Teknologi perbankan terus berkembang. Ke depan, pemanfaatan AI di sektor keuangan dan perbankan diperkirakan makin masif.
Sumber : Istimewa
SIAPA mengira, artificial intelligence (AI) yang dahulu sempat menjadi barang mahal, kini menjadi teknologi yang lumrah dipakai di banyak industri. Perangkat lunak yang dulu dianggap futuristik, sekarang menjadi “teman” perusahaan-perusahaan di berbagai bidang untuk membantu operasional mereka. Korporasi di sektor keuangan pun banyak yang mengimplementasikannya. Tahun 2024 menjadi periode meledaknya implementasi AI di
industri keuangan. Dengan adanya AI, para pelaku industri keuangan mampu menganalisis data dalam jumlah besar, memahami tren dan pola pelanggan, hingga mendeteksi fraud dalam transaksi. Semua itu berdampak pada peningkatan produktivitas dan efisiensi waktu para pekerjanya.
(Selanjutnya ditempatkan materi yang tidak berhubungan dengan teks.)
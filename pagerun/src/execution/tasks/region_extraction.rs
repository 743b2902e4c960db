//! Cutting segmented regions out of page images.

use super::{Invocation, StageTask, path_arg};
use crate::layout::ProjectLayout;
use crate::options::ToolSpec;
use crate::progress::ProgressSource;
use crate::stage::PipelineStage;
use async_trait::async_trait;
use pagerun_shared::errors::PagerunResult;

const PROGRESS_CAP: u8 = 95;

/// One tool run per page; cancellation takes effect between pages.
#[derive(Debug, Clone)]
pub struct RegionExtractionTask {
    /// Pixels of padding around each region, when `use_spacing` is set.
    pub spacing: u32,
    pub use_spacing: bool,
    /// Fill masked-out areas with the average background colour.
    pub use_average_background: bool,
}

impl Default for RegionExtractionTask {
    fn default() -> Self {
        Self {
            spacing: 10,
            use_spacing: true,
            use_average_background: false,
        }
    }
}

#[async_trait]
impl StageTask for RegionExtractionTask {
    fn stage(&self) -> PipelineStage {
        PipelineStage::RegionExtraction
    }

    fn invocations(
        &self,
        tool: &ToolSpec,
        layout: &ProjectLayout,
        pages: &[String],
    ) -> PagerunResult<Vec<Invocation>> {
        let output = path_arg(&layout.pages_dir());
        let invocations = pages
            .iter()
            .map(|page| {
                let mut args = vec![
                    "--image".to_string(),
                    path_arg(&layout.segmentation_image(page)),
                    "--xml".to_string(),
                    path_arg(&layout.segmentation_xml(page)),
                    "--output".to_string(),
                    output.clone(),
                ];
                if self.use_spacing {
                    args.push("--spacing".to_string());
                    args.push(self.spacing.to_string());
                }
                if self.use_average_background {
                    args.push("--average-background".to_string());
                }
                Invocation::of(tool, args).for_page(page.as_str())
            })
            .collect();
        Ok(invocations)
    }

    fn progress_source(&self, _layout: &ProjectLayout, _pages: &[String]) -> ProgressSource {
        ProgressSource::PerInvocation { cap: PROGRESS_CAP }
    }
}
Tak hanya pelaku industri, regulator pun turut merasakan manfaat AI. Destry Damayanti, Deputi Gubernur Senior Bank Indonesia (BI), mengaku bahwa saat ini AI membantu regulator dalam menentukan arah kebijakan.
“Apa yang kami lakukan sebagai sebuah bank sentral? Kami menggunakan AI untuk mengolah big data yang begitu banyak, yang ada di bank sentral, untuk mendukung perumusan kebijakan,” terang Destry, beberapa waktu lalu.
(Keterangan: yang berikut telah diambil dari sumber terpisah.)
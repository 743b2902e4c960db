//! Search of the project corpus for ground-truth candidates.

use super::{Invocation, StageTask, path_arg};
use crate::layout::{ImageType, ProjectLayout};
use crate::options::ToolSpec;
use crate::progress::ProgressSource;
use crate::stage::PipelineStage;
use async_trait::async_trait;
use pagerun_shared::errors::PagerunResult;

/// Runs the search tool over `Corpus/`. Writes nothing this crate tracks,
/// so there is no intermediate progress and nothing to clean up.
#[derive(Debug, Clone, Default)]
pub struct GroundTruthSearchTask {
    /// Image flavour to search; the project's own when `None`.
    pub image_type: Option<ImageType>,
}

#[async_trait]
impl StageTask for GroundTruthSearchTask {
    fn stage(&self) -> PipelineStage {
        PipelineStage::GroundTruthSearch
    }

    fn invocations(
        &self,
        tool: &ToolSpec,
        layout: &ProjectLayout,
        _pages: &[String],
    ) -> PagerunResult<Vec<Invocation>> {
        let image_type = self.image_type.unwrap_or(layout.image_type());
        let args = vec![
            "--image-type".to_string(),
            image_type.as_str().to_string(),
            path_arg(&layout.corpus_dir()),
        ];
        Ok(vec![Invocation::of(tool, args)])
    }

    fn progress_source(&self, _layout: &ProjectLayout, _pages: &[String]) -> ProgressSource {
        ProgressSource::Unobservable
    }
}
Menurut prediksi Statista, bank-bank di berbagai negara akan berinvestasi lebih besar pada AI, dalam hal ini AI generatif, di tahun-tahun mendatang. Di 2025, bank-bank di seluruh dunia diperkirakan akan menggelontorkan dana hingga US$9,33 miliar untuk pemakaian AI. Implementasi AI di sektor keuangan masih luas dan bisa dieksplorasi lebih jauh. Pada 2025 mendatang, AI diprediksi akan makin terintegrasi dengan teknologi atau perangkat lunak lain untuk perbankan, yang pemakaiannya meliputi fitur-fitur seperti internet of things (IOT), voice banking, hingga financial wellness.
Tak heran, banyak
pakar teknologi mengatakan bahwa perusahaan-perusahaan yang tidak mengadopsi teknologi AI, akan tertinggal dari rival-rival mereka yang sudah mengimplementasikan perangkat lunak tersebut dalam operasionalnya.
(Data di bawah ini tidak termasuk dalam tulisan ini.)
//! Public entry point: accepts stage requests, enforces conflicts and
//! answers queries about running and recently finished executions.

use std::collections::HashSet;
use std::sync::Arc;

use pagerun_shared::errors::{PagerunError, PagerunResult};

use crate::conflict::{ConflictKind, ConflictPolicy};
use crate::execution::lifecycle::{self, RunContext};
use crate::execution::tasks::BoxedStageTask;
use crate::execution::{ExecutionInfo, ExecutionState, StageExecution};
use crate::layout::ProjectLayout;
use crate::metrics::{EngineMetrics, EngineMetricsStorage};
use crate::options::{ConflictScope, EngineOptions};
use crate::process::ConsoleStream;
use crate::progress::PROGRESS_SENTINEL;
use crate::registry::{ActiveScope, ExecutionRegistry, SessionId};
use crate::stage::PipelineStage;

/// A request to run one stage over a set of pages.
pub struct StageRequest {
    pub session: SessionId,
    pub layout: ProjectLayout,
    pub pages: Vec<String>,
    pub task: BoxedStageTask,
    /// Set by a caller that runs stages strictly in sequence; skips the
    /// upstream-running check.
    pub in_pipeline_flow: bool,
}

impl StageRequest {
    pub fn new(
        session: SessionId,
        layout: ProjectLayout,
        pages: Vec<String>,
        task: BoxedStageTask,
    ) -> Self {
        Self {
            session,
            layout,
            pages,
            task,
            in_pipeline_flow: false,
        }
    }

    pub fn in_pipeline_flow(mut self, in_pipeline_flow: bool) -> Self {
        self.in_pipeline_flow = in_pipeline_flow;
        self
    }

    pub fn stage(&self) -> PipelineStage {
        self.task.stage()
    }
}

impl std::fmt::Debug for StageRequest {
    fn fmt(&self, f: &mut std::fmt::Formatter<'_>) -> std::fmt::Result {
        f.debug_struct("StageRequest")
            .field("session", &self.session)
            .field("stage", &self.stage())
            .field("project", &self.layout.root())
            .field("pages", &self.pages)
            .field("in_pipeline_flow", &self.in_pipeline_flow)
            .finish()
    }
}

/// Result of [`PipelineEngine::execute`].
#[derive(Debug, Clone)]
pub enum ExecuteOutcome {
    /// Registered and started; runs in the background.
    Accepted(Arc<StageExecution>),
    /// Refused without side effects.
    Rejected(ConflictKind),
}

impl ExecuteOutcome {
    pub fn is_accepted(&self) -> bool {
        matches!(self, ExecuteOutcome::Accepted(_))
    }

    pub fn execution(&self) -> Option<&Arc<StageExecution>> {
        match self {
            ExecuteOutcome::Accepted(execution) => Some(execution),
            ExecuteOutcome::Rejected(_) => None,
        }
    }

    /// Conflict that caused a rejection; `ConflictKind::None` if accepted.
    pub fn conflict(&self) -> ConflictKind {
        match self {
            ExecuteOutcome::Accepted(_) => ConflictKind::None,
            ExecuteOutcome::Rejected(kind) => *kind,
        }
    }
}

/// Stage execution engine.
///
/// Cloneable; clones share the registry, metrics and options.
#[derive(Clone)]
pub struct PipelineEngine {
    inner: Arc<EngineInner>,
}

struct EngineInner {
    options: Arc<EngineOptions>,
    policy: ConflictPolicy,
    registry: ExecutionRegistry,
    metrics: Arc<EngineMetricsStorage>,
}

impl std::fmt::Debug for PipelineEngine {
    fn fmt(&self, f: &mut std::fmt::Formatter<'_>) -> std::fmt::Result {
        f.debug_struct("PipelineEngine")
            .field("conflict_scope", &self.inner.options.conflict_scope)
            .finish()
    }
}

impl PipelineEngine {
    /// # Errors
    ///
    /// Returns `Config` if `options` fail validation.
    pub fn new(options: EngineOptions) -> PagerunResult<Self> {
        options.validate()?;
        let registry = ExecutionRegistry::new(options.retention());
        Ok(Self {
            inner: Arc::new(EngineInner {
                options: Arc::new(options),
                policy: ConflictPolicy::default(),
                registry,
                metrics: Arc::new(EngineMetricsStorage::new()),
            }),
        })
    }

    pub fn options(&self) -> &EngineOptions {
        &self.inner.options
    }

    pub fn policy(&self) -> &ConflictPolicy {
        &self.inner.policy
    }

    pub fn registry(&self) -> &ExecutionRegistry {
        &self.inner.registry
    }

    pub fn metrics(&self) -> EngineMetrics {
        EngineMetrics::from_storage(&self.inner.metrics)
    }

    /// Check conflicts, register and start the requested stage.
    ///
    /// Returns immediately after the execution was started; use
    /// [`StageExecution::wait`] to await its end. Must be called within a
    /// Tokio runtime.
    ///
    /// # Errors
    ///
    /// - `InvalidArgument` for an empty or duplicated page list, before any
    ///   side effect
    /// - `Internal` if the registry is unusable
    pub async fn execute(&self, request: StageRequest) -> PagerunResult<ExecuteOutcome> {
        validate_pages(&request.pages)?;

        let StageRequest {
            session,
            layout,
            pages,
            task,
            in_pipeline_flow,
        } = request;
        let stage = task.stage();

        let execution = Arc::new(StageExecution::new(
            session,
            stage,
            pages,
            layout,
            in_pipeline_flow,
        ));

        let scope = match self.inner.options.conflict_scope {
            ConflictScope::Session => ActiveScope::Session,
            ConflictScope::Project => ActiveScope::Project(execution.layout().root()),
        };
        let policy = self.inner.policy;
        let kind = self
            .inner
            .registry
            .register_if(Arc::clone(&execution), scope, |active| {
                policy.classify(stage, active, in_pipeline_flow)
            })?;

        if kind.is_conflict() {
            self.inner.metrics.record_rejected();
            tracing::info!(
                session = %execution.session(),
                stage = %stage,
                conflict = %kind,
                "Stage request rejected"
            );
            return Ok(ExecuteOutcome::Rejected(kind));
        }

        execution.begin();
        self.inner.metrics.record_started();

        let ctx = RunContext {
            registry: self.inner.registry.clone(),
            metrics: Arc::clone(&self.inner.metrics),
            options: Arc::clone(&self.inner.options),
        };
        tokio::spawn(lifecycle::run(Arc::clone(&execution), task, ctx));

        Ok(ExecuteOutcome::Accepted(execution))
    }

    /// Classify a hypothetical request without registering anything.
    pub fn check_conflict(
        &self,
        session: &SessionId,
        layout: &ProjectLayout,
        stage: PipelineStage,
        in_pipeline_flow: bool,
    ) -> PagerunResult<ConflictKind> {
        let active = self.active_stages(session, layout)?;
        Ok(self.inner.policy.classify(stage, &active, in_pipeline_flow))
    }

    /// Stages counted against requests from `session` on `layout`.
    pub fn active_stages(
        &self,
        session: &SessionId,
        layout: &ProjectLayout,
    ) -> PagerunResult<HashSet<PipelineStage>> {
        match self.inner.options.conflict_scope {
            ConflictScope::Session => self.inner.registry.active_stages_for(session),
            ConflictScope::Project => self.inner.registry.active_stages_for_project(layout.root()),
        }
    }

    pub fn execution(
        &self,
        session: &SessionId,
        stage: PipelineStage,
    ) -> PagerunResult<Option<Arc<StageExecution>>> {
        self.inner.registry.get(session, stage)
    }

    /// Progress of the registered execution, `-1` when there is none.
    pub fn progress(&self, session: &SessionId, stage: PipelineStage) -> PagerunResult<i32> {
        Ok(self
            .execution(session, stage)?
            .map_or(PROGRESS_SENTINEL, |execution| execution.progress()))
    }

    /// Captured output so far; empty when there is no execution.
    pub fn console(
        &self,
        session: &SessionId,
        stage: PipelineStage,
        stream: ConsoleStream,
    ) -> PagerunResult<String> {
        Ok(self
            .execution(session, stage)?
            .map(|execution| execution.console_output(stream))
            .unwrap_or_default())
    }

    pub fn state(
        &self,
        session: &SessionId,
        stage: PipelineStage,
    ) -> PagerunResult<Option<ExecutionState>> {
        Ok(self
            .execution(session, stage)?
            .map(|execution| execution.state()))
    }

    pub fn info(
        &self,
        session: &SessionId,
        stage: PipelineStage,
    ) -> PagerunResult<Option<ExecutionInfo>> {
        Ok(self
            .execution(session, stage)?
            .map(|execution| execution.info()))
    }

    /// Cancel the execution of `stage` in `session`.
    ///
    /// Returns whether a running execution received the request. A missing
    /// or finished execution is not an error.
    pub fn cancel(&self, session: &SessionId, stage: PipelineStage) -> PagerunResult<bool> {
        Ok(self
            .execution(session, stage)?
            .is_some_and(|execution| execution.cancel()))
    }

    pub fn reset_progress(&self, session: &SessionId, stage: PipelineStage) -> PagerunResult<()> {
        if let Some(execution) = self.execution(session, stage)? {
            execution.reset_progress();
        }
        Ok(())
    }

    /// Whether outputs of `stage` already exist for any of `pages`.
    pub fn files_exist(&self, stage: PipelineStage, layout: &ProjectLayout, pages: &[String]) -> bool {
        layout.outputs_exist(stage, pages)
    }

    /// Snapshots of all registered executions, newest first.
    pub fn list(&self) -> PagerunResult<Vec<ExecutionInfo>> {
        self.inner.registry.list()
    }
}

fn validate_pages(pages: &[String]) -> PagerunResult<()> {
    if pages.is_empty() {
        return Err(PagerunError::InvalidArgument(
            "page list must not be empty".into(),
        ));
    }

    let mut seen = HashSet::with_capacity(pages.len());
    for page in pages {
        if page.is_empty() || page.contains(['/', '\\']) || page == "." || page == ".." {
            return Err(PagerunError::InvalidArgument(format!(
                "invalid page identifier {:?}",
                page
            )));
        }
        if !seen.insert(page.as_str()) {
            return Err(PagerunError::InvalidArgument(format!(
                "duplicate page identifier {:?}",
                page
            )));
        }
    }
    Ok(())
}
Hanya, di lain sisi, pertahanan siber Indonesia masih terlihat rentan di 2024. Pembobolan Pusat Data Nasional (PDN) pada akhir Juni 2024 menjadi bukti. Ini harus menjadi perhatian untuk menjaga kedaulatan ranah digital di Tanah Air. Hal itu menjadi alarm penting bagi pelaku industri. Jangan sampai peristiwa serupa terulang di tahun depan. Karena itu, pelaku industri mesti tetap waspada dan meningkatkan keamanan teknologinya.
“Menghadapi situasi (serangan siber) ini, bukan hanya bank, tapi seluruh pihak di industri siber harus semakin mengintensifkan fokus pada pendeteksian malware. Sangat penting juga bagi pengguna atau nasabah untuk tetap waspada terhadap segala upaya serangan yang mungkin terlihat tidak berbahaya,” kata The Ka Jit, Direktur Bank OCBC.